Tenascin in rat lung development: in situ localization and cellular sources.

Tenascin (TN) is a hexameric extracellular matrix glycoprotein that may play an important role during lung development. TN protein is temporally and spatially restricted during lung organogenesis. The temporo-spatial and cellular expression of TN mRNA in lung remains unclear. Localization of message expression of TN in rat lung tissue was first investigated by using in situ hybridization performed with an antisense RNA probe. TN mRNA was present primarily within the mesenchyme of day 16 gestational age fetal rat lung tissue, whereas immunoreactive TN protein was found along the basement membrane.
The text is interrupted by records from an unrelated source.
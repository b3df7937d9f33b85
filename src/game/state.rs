//! Game state
//!
//! The authoritative model of one session: status, players in join order,
//! chat log and desk. All mutation goes through the operations in
//! [`super::turn`]; this module only holds data and read-side helpers.

use chrono::{DateTime, Utc};
use serde::{Deserialize, Serialize};

use super::card::{Card, ObjectiveCard};
use super::codex::Codex;
use super::desk::Desk;
use super::events::GameEvent;
use crate::core::hash::{StateHash, StateHasher};

/// Server-assigned session identifier.
pub type SessionId = u32;

// =============================================================================
// STATUS & ACTION STATES
// =============================================================================

/// Lifecycle of a session. Only ever moves forward.
#[derive(Clone, Copy, Debug, Default, PartialEq, Eq, PartialOrd, Ord, Serialize, Deserialize)]
pub enum GameStatus {
    /// Waiting for players
    #[default]
    Idle,
    /// Target size reached, game in progress
    Active,
    /// Finished or abandoned
    Ended,
}

/// What a player may do next.
#[derive(Clone, Copy, Debug, PartialEq, Eq, Serialize, Deserialize)]
pub enum PlayerAction {
    /// Must place the starter and pick a secret objective.
    FirstMoves,
    /// Waiting for their turn.
    Wait,
    /// Their turn: must place a card.
    Place,
    /// Their turn: must draw a card.
    Draw,
    /// Connection lost; the previous state is kept aside.
    Disconnected,
    /// Done for this game.
    Ended,
}

impl PlayerAction {
    /// Holds the turn.
    pub fn is_turn(self) -> bool {
        matches!(self, PlayerAction::Place | PlayerAction::Draw)
    }

    /// Still takes part in the rotation.
    pub fn is_in_play(self) -> bool {
        matches!(self, PlayerAction::Wait | PlayerAction::Place | PlayerAction::Draw)
    }
}

// =============================================================================
// PLAYER
// =============================================================================

/// A seat in a session.
#[derive(Clone, Debug, PartialEq, Eq, Serialize, Deserialize)]
pub struct Player {
    /// Unique within the session, case-sensitive
    pub nickname: String,

    pub action: PlayerAction,

    /// State to restore on reconnect, set while `Disconnected`
    pub resume_action: Option<PlayerAction>,

    pub connected: bool,

    pub hand: Vec<Card>,

    /// Dealt starter card, until it is placed
    pub starter: Option<Card>,

    /// Secret objectives to choose from, until one is chosen
    pub objective_options: Vec<ObjectiveCard>,

    pub objective: Option<ObjectiveCard>,

    pub codex: Codex,

    pub points: u32,
}

impl Player {
    pub fn new(nickname: impl Into<String>) -> Self {
        Self {
            nickname: nickname.into(),
            action: PlayerAction::Wait,
            resume_action: None,
            connected: true,
            hand: Vec::new(),
            starter: None,
            objective_options: Vec::new(),
            objective: None,
            codex: Codex::new(),
            points: 0,
        }
    }

    /// Starter placed and objective chosen.
    pub fn first_moves_done(&self) -> bool {
        self.starter.is_none() && self.objective.is_some()
    }

    /// Hash this player's state for verification.
    pub fn hash_into(&self, hasher: &mut StateHasher) {
        hasher.update_str(&self.nickname);
        hasher.update_u8(self.action as u8);
        hasher.update_u8(self.resume_action.map(|a| a as u8 + 1).unwrap_or(0));
        hasher.update_bool(self.connected);
        hasher.update_u32(self.points);

        hasher.update_u32(self.hand.len() as u32);
        for card in &self.hand {
            hasher.update_u32(card.id);
        }
        hasher.update_u32(self.starter.as_ref().map(|c| c.id).unwrap_or(0));
        for objective in &self.objective_options {
            hasher.update_u32(objective.id);
        }
        hasher.update_u32(self.objective.as_ref().map(|o| o.id).unwrap_or(0));

        hasher.update_u32(self.codex.len() as u32);
        for placed in self.codex.cards() {
            hasher.update_u32(placed.card.id);
            hasher.update_bool(placed.face_up);
            hasher.update_i32(placed.position.row);
            hasher.update_i32(placed.position.col);
        }
    }
}

// =============================================================================
// CHAT
// =============================================================================

/// One public chat line.
#[derive(Clone, Debug, PartialEq, Eq, Serialize, Deserialize)]
pub struct ChatMessage {
    pub sender: String,
    pub text: String,
    pub sent_at: DateTime<Utc>,
}

// =============================================================================
// GAME MODEL
// =============================================================================

/// Complete state of a session.
#[derive(Clone, Debug, PartialEq, Eq, Serialize, Deserialize)]
pub struct GameModel {
    pub id: SessionId,

    pub status: GameStatus,

    /// Chosen by the creator, 2..=4
    pub target_size: Option<u8>,

    /// Join order, which is also turn order
    pub players: Vec<Player>,

    /// Append-only
    pub chat: Vec<ChatMessage>,

    pub desk: Desk,

    /// Desk shuffle seed
    pub seed: u64,

    /// Everyone finished their first moves
    pub turns_started: bool,

    /// Index of the player who last held the turn
    pub turn_cursor: Option<usize>,

    /// Completed rotations
    pub round: u32,

    /// Last round to be played, once the end game is armed
    pub final_round: Option<u32>,

    /// Set when the session ends
    pub winners: Vec<String>,

    /// Events generated by the last operation
    #[serde(skip)]
    pub pending_events: Vec<GameEvent>,
}

impl GameModel {
    /// Create an empty IDLE session.
    pub fn new(id: SessionId, seed: u64) -> Self {
        Self {
            id,
            status: GameStatus::Idle,
            target_size: None,
            players: Vec::new(),
            chat: Vec::new(),
            desk: Desk::default(),
            seed,
            turns_started: false,
            turn_cursor: None,
            round: 0,
            final_round: None,
            winners: Vec::new(),
            pending_events: Vec::new(),
        }
    }

    /// The creator, who alone may set the size.
    pub fn creator(&self) -> Option<&Player> {
        self.players.first()
    }

    pub fn player(&self, nickname: &str) -> Option<&Player> {
        self.players.iter().find(|p| p.nickname == nickname)
    }

    pub fn player_mut(&mut self, nickname: &str) -> Option<&mut Player> {
        self.players.iter_mut().find(|p| p.nickname == nickname)
    }

    pub fn player_index(&self, nickname: &str) -> Option<usize> {
        self.players.iter().position(|p| p.nickname == nickname)
    }

    /// Nickname of the player holding the turn.
    pub fn current_player(&self) -> Option<&Player> {
        self.players.iter().find(|p| p.action.is_turn())
    }

    pub fn connected_count(&self) -> usize {
        self.players.iter().filter(|p| p.connected).count()
    }

    /// IDLE with a chosen size and a free seat.
    pub fn is_joinable(&self) -> bool {
        self.status == GameStatus::Idle
            && self
                .target_size
                .map(|size| self.players.len() < size as usize)
                .unwrap_or(false)
    }

    pub fn is_ended(&self) -> bool {
        self.status == GameStatus::Ended
    }

    /// Compute the hash carried by snapshots of this model.
    pub fn compute_hash(&self) -> StateHash {
        let mut hasher = StateHasher::for_snapshot();

        hasher.update_u32(self.id);
        hasher.update_u8(self.status as u8);
        hasher.update_u8(self.target_size.unwrap_or(0));
        hasher.update_u64(self.seed);
        hasher.update_bool(self.turns_started);
        hasher.update_u32(self.turn_cursor.map(|c| c as u32 + 1).unwrap_or(0));
        hasher.update_u32(self.round);
        hasher.update_u32(self.final_round.map(|r| r + 1).unwrap_or(0));

        hasher.update_u32(self.players.len() as u32);
        for player in &self.players {
            player.hash_into(&mut hasher);
        }

        hasher.update_u32(self.chat.len() as u32);
        for message in &self.chat {
            hasher.update_str(&message.sender);
            hasher.update_str(&message.text);
            hasher.update_i64(message.sent_at.timestamp());
            hasher.update_u32(message.sent_at.timestamp_subsec_nanos());
        }

        let desk = &self.desk;
        for pile in [
            &desk.resource_deck,
            &desk.gold_deck,
            &desk.displayed_resource,
            &desk.displayed_gold,
            &desk.starter_deck,
        ] {
            hasher.update_u32(pile.len() as u32);
            for card in pile {
                hasher.update_u32(card.id);
            }
        }
        for pile in [&desk.objective_deck, &desk.common_objectives] {
            hasher.update_u32(pile.len() as u32);
            for objective in pile {
                hasher.update_u32(objective.id);
            }
        }

        hasher.update_u32(self.winners.len() as u32);
        for winner in &self.winners {
            hasher.update_str(winner);
        }

        hasher.finalize()
    }

    /// Take pending events (consumes them).
    pub fn take_events(&mut self) -> Vec<GameEvent> {
        std::mem::take(&mut self.pending_events)
    }

    pub(crate) fn push_event(&mut self, event: GameEvent) {
        self.pending_events.push(event);
    }
}

// =============================================================================
// TESTS
// =============================================================================
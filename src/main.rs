//! Codex Table Server
//!
//! Serves both client bindings until interrupted.

use std::sync::Arc;

use tracing::info;
use tracing_subscriber::{EnvFilter, FmtSubscriber};

use codex_table::{GameServer, ServerConfig, MAX_PLAYERS, MIN_PLAYERS, PROTOCOL_VERSION, VERSION};

#[tokio::main]
async fn main() -> anyhow::Result<()> {
    // Initialize logging
    let filter = EnvFilter::try_from_default_env().unwrap_or_else(|_| EnvFilter::new("info"));
    let subscriber = FmtSubscriber::builder().with_env_filter(filter).finish();
    tracing::subscriber::set_global_default(subscriber)?;

    info!("Codex Table Server v{} (protocol {})", VERSION, PROTOCOL_VERSION);
    info!("Tables of {} to {} players", MIN_PLAYERS, MAX_PLAYERS);

    let config = ServerConfig::from_env();
    if let Some(seed) = config.seed {
        info!("Deck seed fixed: {}", hex::encode(seed.to_be_bytes()));
    }

    let server = Arc::new(GameServer::new(config));
    let listeners = server.bind().await?;

    let runner = server.clone();
    let serving = tokio::spawn(async move { runner.serve(listeners).await });

    tokio::signal::ctrl_c().await?;
    info!("Interrupted, shutting down");
    server.shutdown().await;

    serving.await??;
    Ok(())
}
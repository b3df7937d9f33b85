//! Seeded Shuffling
//!
//! Xorshift128+ seeded through SplitMix64. Every session owns a seed; the
//! desk is shuffled from it, so the same seed always deals the same game.

use serde::{Deserialize, Serialize};
use sha2::{Digest, Sha256};

/// Xorshift128+ generator behind every desk shuffle.
///
/// # Example
///
/// ```
/// use codex_table::core::rng::DeterministicRng;
///
/// let mut a = DeterministicRng::new(12345);
/// let mut b = DeterministicRng::new(12345);
/// let (mut left, mut right) = ([1, 2, 3, 4, 5], [1, 2, 3, 4, 5]);
/// a.shuffle(&mut left);
/// b.shuffle(&mut right);
/// assert_eq!(left, right);
/// ```
#[derive(Clone, Debug, PartialEq, Eq, Serialize, Deserialize)]
pub struct DeterministicRng {
    state: [u64; 2],
}

impl DeterministicRng {
    /// Expand a 64-bit seed into generator state.
    pub fn new(seed: u64) -> Self {
        let mut s = seed;
        let state = [splitmix64(&mut s), splitmix64(&mut s)];

        // xorshift is stuck at zero forever
        if state == [0, 0] {
            return Self { state: [1, 1] };
        }
        Self { state }
    }

    /// Next raw output.
    #[inline]
    pub fn next_u64(&mut self) -> u64 {
        let [s0, mut s1] = self.state;
        let result = s0.wrapping_add(s1);

        s1 ^= s0;
        self.state = [s0.rotate_left(24) ^ s1 ^ (s1 << 16), s1.rotate_left(37)];
        result
    }

    /// Uniform-ish index in `[0, bound)`; `0` when `bound` is zero.
    #[inline]
    pub fn below(&mut self, bound: usize) -> usize {
        if bound == 0 {
            return 0;
        }
        (self.next_u64() % bound as u64) as usize
    }

    /// Fisher-Yates, back to front.
    pub fn shuffle<T>(&mut self, items: &mut [T]) {
        for i in (1..items.len()).rev() {
            let j = self.below(i + 1);
            items.swap(i, j);
        }
    }
}

#[inline]
fn splitmix64(state: &mut u64) -> u64 {
    *state = state.wrapping_add(0x9E3779B97F4A7C15);
    let mut z = *state;
    z = (z ^ (z >> 30)).wrapping_mul(0xBF58476D1CE4E5B9);
    z = (z ^ (z >> 27)).wrapping_mul(0x94D049BB133111EB);
    z ^ (z >> 31)
}

/// Seed for session `session_id`.
///
/// The registry passes the bytes of its configured seed when one is set,
/// otherwise a fresh UUID, so fixed-seed servers deal reproducible games.
pub fn derive_session_seed(session_id: u32, entropy: &[u8]) -> u64 {
    let mut hasher = Sha256::new();
    hasher.update(b"CODEX_TABLE_SEED_V1");
    hasher.update(session_id.to_le_bytes());
    hasher.update(entropy);
    let digest = hasher.finalize();

    let mut seed = [0u8; 8];
    seed.copy_from_slice(&digest[..8]);
    u64::from_le_bytes(seed)
}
In postnatal day 3 rat lung tissue, TN mRNA was detected along alveolar septal walls and was concentrated at secondary septal tips. Expression of TN message was consistent with localization of immunoreactive TN protein. Accumulation of TN mRNA in alveolar septal tips suggests that mesenchyme may be the major source of TN mRNA. To investigate the cellular source of TN in rat lung, we studied the expression of TN in cultured rat lung fibroblasts, endothelial cells, and alveolar epithelial cells. Two TN isoforms having molecular mass of 230 and 180 kDa were in conditioned medium and in cellular extracts of lung fibroblasts and endothelial cells. TN was secreted and deposited in the extracellular matrix closely associated with the surface of lung fibroblasts and endothelial cells. Lung alveolar epithelial cells showed undetectable or barely detectable amounts of TN. These studies demonstrated that TN isoforms are expressed not only by lung fibroblasts but also by lung endothelial cells. The unique spatial localization of TN mRNA during lung development and expression of TN by different lung cell types suggested TN may be involved in matrix organization and cell-cell interactions during lung development.